Ce coin isolé en marge de la forêt du Gelderland, Voorthuizen et le Ponycentrum Edda Huzid. C'était au Hunnenweg.

Et tout le territoire de l'appellation d'AOC Bandol. Je pense que c'est là qu'a grandi ma détermination à devenir vigneron un jour, funeste destin s'il en est.

 

Marc Deconinck, le moteur du petit club d'oenophiles appelé de manière très originale "Les Amis du Vin", avait mis le doigt sur une propriété sympathique, de notoriété moyenne mais aux vins exceptionnellement structurés: Le Galantin, chez Liliane et Achille Pascal.
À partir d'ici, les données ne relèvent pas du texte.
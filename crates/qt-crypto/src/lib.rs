//! Hashing primitives for qt.
//!
//! Every derived on-disk location (object records, dependency links, meta
//! records, the basename index) and every content digest goes through a
//! domain-separated BLAKE3 [`ContentHasher`], so two domains never collide
//! even when hashing identical bytes.

pub mod hasher;

pub use hasher::ContentHasher;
J'ai pénétré chez eux, ou plutôt dans une annexe servant de gîte de vacances, tard, un soir, par une barrière qu'ils avaient laissée ouverte pour moi. Nous nous sommes retrouvés le lendemain matin. Voilà une rencontre qui a marqué mon existence. Actuellement, les parents, c'est-à-dire eux, sont retraités et ce sont les enfants (la quarantaine en vue) qui gèrent les 30 ha en production. Le conjoint de Céline est lui-même fils d'un domaine viticole à La-Londe-les-Maures, tandis que la femme de Jérôme, une Aquisextaine, est enseignante de formation. Il y aussi quatre petits-enfants: Jérémy, Maia, Sébastien et Chloé.
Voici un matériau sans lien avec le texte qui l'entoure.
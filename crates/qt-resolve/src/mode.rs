use std::fmt;
use std::str::FromStr;

use qt_types::ObjectKind;

use crate::error::ResolveError;

/// The set of reference kinds a resolution pass expands.
#[derive(Debug, Clone, Copy, PartialEq, Eq, Hash)]
pub struct Mode(u8);

impl Mode {
    /// Every kind: `"rilmt"`.
    pub const ALL: Mode = Mode(0b1_1111);
    pub const NONE: Mode = Mode(0);

    fn bit(kind: ObjectKind) -> u8 {
        match kind {
            ObjectKind::Registry => 1,
            ObjectKind::Include => 1 << 1,
            ObjectKind::Lgcode => 1 << 2,
            ObjectKind::Macro => 1 << 3,
            ObjectKind::Text => 1 << 4,
        }
    }

    pub fn contains(self, kind: ObjectKind) -> bool {
        self.0 & Self::bit(kind) != 0
    }

    pub fn with(self, kind: ObjectKind) -> Self {
        Self(self.0 | Self::bit(kind))
    }

    pub fn without(self, kind: ObjectKind) -> Self {
        Self(self.0 & !Self::bit(kind))
    }

    /// Mode used inside language bodies: registry and language only.
    pub fn for_language_body(self) -> Self {
        self.without(ObjectKind::Macro)
            .without(ObjectKind::Include)
            .without(ObjectKind::Text)
    }

    /// Mode used inside rendered macro bodies: includes stay literal.
    pub fn for_macro_body(self) -> Self {
        self.without(ObjectKind::Include)
    }
}

impl Default for Mode {
    fn default() -> Self {
        Self::ALL
    }
}

impl FromStr for Mode {
    type Err = ResolveError;

    fn from_str(s: &str) -> Result<Self, Self::Err> {
        s.chars().try_fold(Self::NONE, |mode, c| {
            ObjectKind::from_mode_letter(c)
                .map(|kind| mode.with(kind))
                .ok_or(ResolveError::Mode(c))
        })
    }
}

impl fmt::Display for Mode {
    fn fmt(&self, f: &mut fmt::Formatter<'_>) -> fmt::Result {
        for kind in ObjectKind::ALL {
            if self.contains(kind) {
                write!(f, "{}", kind.mode_letter())?;
            }
        }
        Ok(())
    }
}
Comme partout à Bandol, le vin rosé a pris le dessus et permet à l'exploitation de tourner et de nourrir toute la "petite" famille. Mais les rouges que j'ai eu la chance de goûter (et d'avoir en cave) comptent parmi les meilleures bouteilles "à garder longtemps" de ma vie: 1978, 1979, 1982, 1985, 1988, 1989, 1990 ... Après, on a commencé à érafler et les vins sont devenus plus accessibles d'emblée. N'empêche, le magnum de 1994 que vous apercevez sur mon illustration sera débouché pour Noël. 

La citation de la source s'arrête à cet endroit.